Franz Schubert, mitreißend und tief bewegend
Elisabeth Leonskaja mit einem Sonatenprogramm im Wiener Konzerthaus: ein großer, umjubelter Abend.
Als Elisabeth Leonskaja Ende der 1970erJahre von der Sowjetunion nach Wien übersiedelte, wurde sie bald als neuer Stern am Klassikhimmel gefeiert. Mittlerweile ist es zumindest hierzulande überraschend still um sie geworden. Ihre jährlichen Auftritte in Wien lassen sich an den Fingern einer Hand abzählen. Warum, lässt sich nicht beantworten. Schließlich zählt sie zu den bedeutendsten Pianistinnen der Gegenwart. Das bewies sie wieder einmal mit ihrem jüngsten Klavierabend, den sie dem einstigen Generalsekretär Peter Weiser und mit Rudolf Schmidt und Ernst Haupt-Stummer zwei langjährigen prominenten Direktionsmitgliedern der Konzerthausgesellschaft widmete.
Für das offizielle Programm hatte die Pianistin ausschließlich Schubert gewählt: die ihres Entstehungsorts wegen als „Gasteiner-Sonate“bekannte D-DurSonate (D 850) und die B-Dur-Sonate (D 960). Bei Leonskaja spielt die Tagesverfassung stets eine große Rolle. Diesmal zeigte sie sich in Hochform. Einzig am Beginn war etwas Nervosität zu spüren. Aber bald breitete sie souverän und mit mitreißender Vitalität den Stirnsatz der D-Dur-Sonate aus. Klangmächtig erstand das orchestral konzipierte Scherzo. Das FinalRondo bestach durch Leichtigkeit und beredt gesetzte rhythmische Pointen. Dennoch, am meisten faszinierte die Innigkeit, mit der Leonskaja dem Charme des langsamen Satzes nachspürte.
Noblesse und Charme
Noch intensiver entzündete sie sich an der melodischen Vielfalt des langsamen Satzes der B-Dur-Sonate. Tiefe Melancholie spricht aus diesem cis-Moll-Andante. Nur im A-Dur-Trio scheint subtil Hoffnung durch. Ein magisches Stück. Seine Wirkung entfaltet es am besten, wenn man sich strikt an Schuberts Vorgaben hält, die Musik ganz ohne subjektive Zutaten für sich sprechen lässt. Genau darin lag die Größe dieser von tiefer Melancholie erfüllten Interpretation.

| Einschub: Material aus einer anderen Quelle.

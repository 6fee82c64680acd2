//! Class notifications: dispatch trait, permission model, alert service
//!
//! The crate never talks to a platform notification API itself. Hosts
//! implement [`Notifier`] over whatever their platform offers; the
//! [`ClassAlerts`] service decides *when* to fire and deduplicates repeats,
//! the notifier only displays. Hosts without any notification capability plug
//! in [`NoopNotifier`] and everything degrades to silence instead of errors.

mod alert;
mod service;

pub use alert::{Alert, AlertKey, AlertKind, AlertPolicy, plan_alert};
pub use service::{AlertTask, ClassAlerts};

use std::sync::Arc;

use serde::{Deserialize, Serialize};
use tracing::debug;

use crate::Result;

/// Notification permission as reported by the host platform.
#[derive(Debug, Clone, Copy, PartialEq, Eq, Serialize, Deserialize)]
pub enum Permission {
    /// The user granted notification permission.
    Granted,
    /// The user declined, or the capability is absent.
    Denied,
    /// Permission has not been requested yet.
    Default,
}

impl Permission {
    /// Whether notifications may be displayed.
    pub fn is_granted(self) -> bool {
        matches!(self, Permission::Granted)
    }
}

/// Platform notification dispatcher.
///
/// Implementations display a notification when permission allows it.
/// Requesting permission is the host's UX flow; declining is a value, not an
/// error (see the crate error taxonomy).
#[async_trait::async_trait]
pub trait Notifier: Send + Sync {
    /// Current permission state.
    fn permission(&self) -> Permission;

    /// Ask the user for permission. Implementations must be idempotent once
    /// a terminal state (granted/denied) is reached.
    async fn request_permission(&self) -> Result<Permission>;

    /// Display a notification.
    async fn notify(&self, title: &str, body: &str) -> Result<()>;

    /// Whether the host has a notification capability at all.
    fn available(&self) -> bool {
        true
    }
}

/// Forward the dispatcher trait through a shared `Arc`, so a notifier can be
/// retained by the caller and handed to a background task at the same time.
#[async_trait::async_trait]
impl<T: Notifier + ?Sized> Notifier for Arc<T> {
    fn permission(&self) -> Permission {
        (**self).permission()
    }

    async fn request_permission(&self) -> Result<Permission> {
        (**self).request_permission().await
    }

    async fn notify(&self, title: &str, body: &str) -> Result<()> {
        (**self).notify(title, body).await
    }

    fn available(&self) -> bool {
        (**self).available()
    }
}

/// Dispatcher for hosts without a notification capability.
///
/// Reports itself unavailable and permission denied; `notify` succeeds as a
/// no-op so callers never have to special-case absent platforms.
#[derive(Debug, Default, Clone, Copy)]
pub struct NoopNotifier;

#[async_trait::async_trait]
impl Notifier for NoopNotifier {
    fn permission(&self) -> Permission {
        Permission::Denied
    }

    async fn request_permission(&self) -> Result<Permission> {
        Ok(Permission::Denied)
    }

    async fn notify(&self, title: &str, _body: &str) -> Result<()> {
        debug!("Notification capability absent, dropping: {}", title);
        Ok(())
    }

    fn available(&self) -> bool {
        false
    }
}
//! Error types for walletmeta

use thiserror::Error;

#[derive(Debug, Clone, PartialEq, Eq, Error)]
pub enum MetadataError {
    /// The selected network id matches no public or private descriptor.
    #[error("Unknown network selected: {0}")]
    UnknownNetwork(String),
    #[error("Network error: {0}")]
    NetworkError(String),
    #[error("Block height sync failed: {0}")]
    HeightSync(String),
    #[error("Settings error: {0}")]
    SettingsError(String),
    #[error("Config error: {0}")]
    ConfigError(String),
    #[error("IO error: {0}")]
    IoError(String),
    #[error("Serialization error: {0}")]
    SerializationError(String),
}

impl From<std::io::Error> for MetadataError {
    fn from(err: std::io::Error) -> Self {
        MetadataError::IoError(err.to_string())
    }
}

impl From<serde_json::Error> for MetadataError {
    fn from(err: serde_json::Error) -> Self {
        MetadataError::SerializationError(err.to_string())
    }
}

impl From<toml::de::Error> for MetadataError {
    fn from(err: toml::de::Error) -> Self {
        MetadataError::ConfigError(err.to_string())
    }
}

impl From<reqwest::Error> for MetadataError {
    fn from(err: reqwest::Error) -> Self {
        MetadataError::NetworkError(err.to_string())
    }
}

/// Convenience alias used across the crate
pub type Result<T> = std::result::Result<T, MetadataError>;
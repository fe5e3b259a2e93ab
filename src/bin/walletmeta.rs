#![forbid(unsafe_code)]
//! Command line front end for the wallet metadata store

use clap::{Parser, Subcommand};
use colored::Colorize;
use std::path::PathBuf;
use std::sync::Arc;
use tracing_subscriber::EnvFilter;
use walletmeta::api::HttpApi;
use walletmeta::config::{load_config_from, Config, DEFAULT_CONFIG_PATH};
use walletmeta::effects::{check_version, init_settings, sync_block_height, VersionStatus};
use walletmeta::explorer::BlockExplorer;
use walletmeta::notification::TracingNotifier;
use walletmeta::price::CurrencyState;
use walletmeta::selectors::{get_block_explorer, get_block_height, get_network_id, get_networks};
use walletmeta::settings::SETTINGS_NAMESPACE;
use walletmeta::store::Store;

#[derive(Parser)]
#[command(name = "walletmeta", version, about = "Wallet network and metadata tool")]
struct Cli {
    /// Path to the config file
    #[arg(long, default_value = DEFAULT_CONFIG_PATH)]
    config: PathBuf,

    #[command(subcommand)]
    command: Command,
}

#[derive(Subcommand)]
enum Command {
    /// Show the selected network, explorer and known networks
    Status,
    /// Compare this build against the latest advertised release
    CheckVersion {
        /// Version to check instead of this build's
        #[arg(long)]
        local: Option<String>,
    },
    /// Fetch the chain height of the selected network
    SyncHeight,
    /// Select a network by id and persist the choice
    UseNetwork { id: String },
    /// Persist the preferred block explorer (Neotracker, Neoscan or Antchain)
    UseExplorer { explorer: BlockExplorer },
}

struct App {
    config: Config,
    store: Arc<Store>,
    price: CurrencyState,
}

impl App {
    async fn load(config: Config) -> Self {
        let store = Arc::new(Store::new());
        let price = CurrencyState::new();
        init_settings(&config.settings_store(), store.as_ref(), &price).await;
        Self { config, store, price }
    }
}

fn init_logging(level: &str) {
    let filter = EnvFilter::try_from_default_env().unwrap_or_else(|_| EnvFilter::new(level));
    tracing_subscriber::fmt().with_env_filter(filter).init();
}

#[tokio::main]
async fn main() -> Result<(), Box<dyn std::error::Error>> {
    let cli = Cli::parse();
    let config = load_config_from(&cli.config)?;
    init_logging(&config.logging.level);

    let app = App::load(config).await;

    match cli.command {
        Command::Status => show_status(&app),
        Command::CheckVersion { local } => {
            let local = local.unwrap_or_else(|| env!("CARGO_PKG_VERSION").to_string());
            run_check_version(&app, &local).await?
        }
        Command::SyncHeight => run_sync_height(&app).await?,
        Command::UseNetwork { id } => use_network(&app, &id).await?,
        Command::UseExplorer { explorer } => use_explorer(&app, explorer).await?,
    }

    Ok(())
}

fn show_status(app: &App) {
    let state = app.store.state();
    let network = match app.store.network() {
        Ok(value) => value.green().to_string(),
        Err(e) => e.to_string().red().to_string(),
    };

    println!("{}", "Wallet Metadata".bold());
    println!("━━━━━━━━━━━━━━━━━━━━━━━━━━━");
    println!("Network:      {} (id {})", network, get_network_id(&state));
    println!("Explorer:     {}", get_block_explorer(&state));
    println!("Block height: {}", get_block_height(&state));
    println!("Currency:     {}", app.price.currency());
    println!();
    println!("{}", "Networks".bold());
    for net in get_networks(&state) {
        let marker = if net.id == get_network_id(&state) { "*" } else { " " };
        println!(" {} {:>3}  {}", marker.cyan(), net.id, net);
    }
}

async fn run_check_version(app: &App, local: &str) -> Result<(), Box<dyn std::error::Error>> {
    let api = HttpApi::new(app.config.api_timeout())?;
    let resolver = api.resolver();
    let status = check_version(&app.store, &api, resolver.as_ref(), local, &TracingNotifier).await?;

    match status {
        VersionStatus::UpToDate => println!("{} {} is the latest version", "✓".green(), local),
        VersionStatus::OutOfDate { latest } => {
            println!("{} {} is out of date, latest is {}", "!".yellow(), local, latest)
        }
        VersionStatus::CheckFailed { reason } => {
            println!("{} Could not check version: {}", "✗".red(), reason)
        }
    }
    Ok(())
}

async fn run_sync_height(app: &App) -> Result<(), Box<dyn std::error::Error>> {
    let network = app.store.network()?;
    let api = HttpApi::new(app.config.api_timeout())?;
    let height = sync_block_height(&network, &api, app.store.as_ref()).await?;
    println!("{} height: {}", network, height.to_string().green());
    Ok(())
}

async fn use_network(app: &App, id: &str) -> Result<(), Box<dyn std::error::Error>> {
    let state = app.store.state();
    let Some(net) = get_networks(&state).into_iter().find(|n| n.id == id) else {
        return Err(format!("no network with id {}", id).into());
    };

    app.config
        .settings_store()
        .update(SETTINGS_NAMESPACE, |settings| {
            settings.network_id = Some(net.id.clone())
        })
        .await?;

    println!("{} Selected {}", "✓".green(), net);
    Ok(())
}

async fn use_explorer(app: &App, explorer: BlockExplorer) -> Result<(), Box<dyn std::error::Error>> {
    app.config
        .settings_store()
        .update(SETTINGS_NAMESPACE, |settings| {
            settings.block_explorer = Some(explorer)
        })
        .await?;

    println!("{} Block explorer set to {}", "✓".green(), explorer);
    Ok(())
}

Keck und frisch eilte dann das Scherzo vorbei, Noblesse strahlte das Trio aus. Spannend arbeitete die Pianistin in glänzender manueller Verfassung die atmosphärischen Gegensätze des Finalsatzes heraus, prunkte – wie schon im ideal ausbalancierten Stirnsatz – gleichermaßen als tiefsinnige Poetin wie mitreißende Virtuosin. Begeisterung im vollen Saal.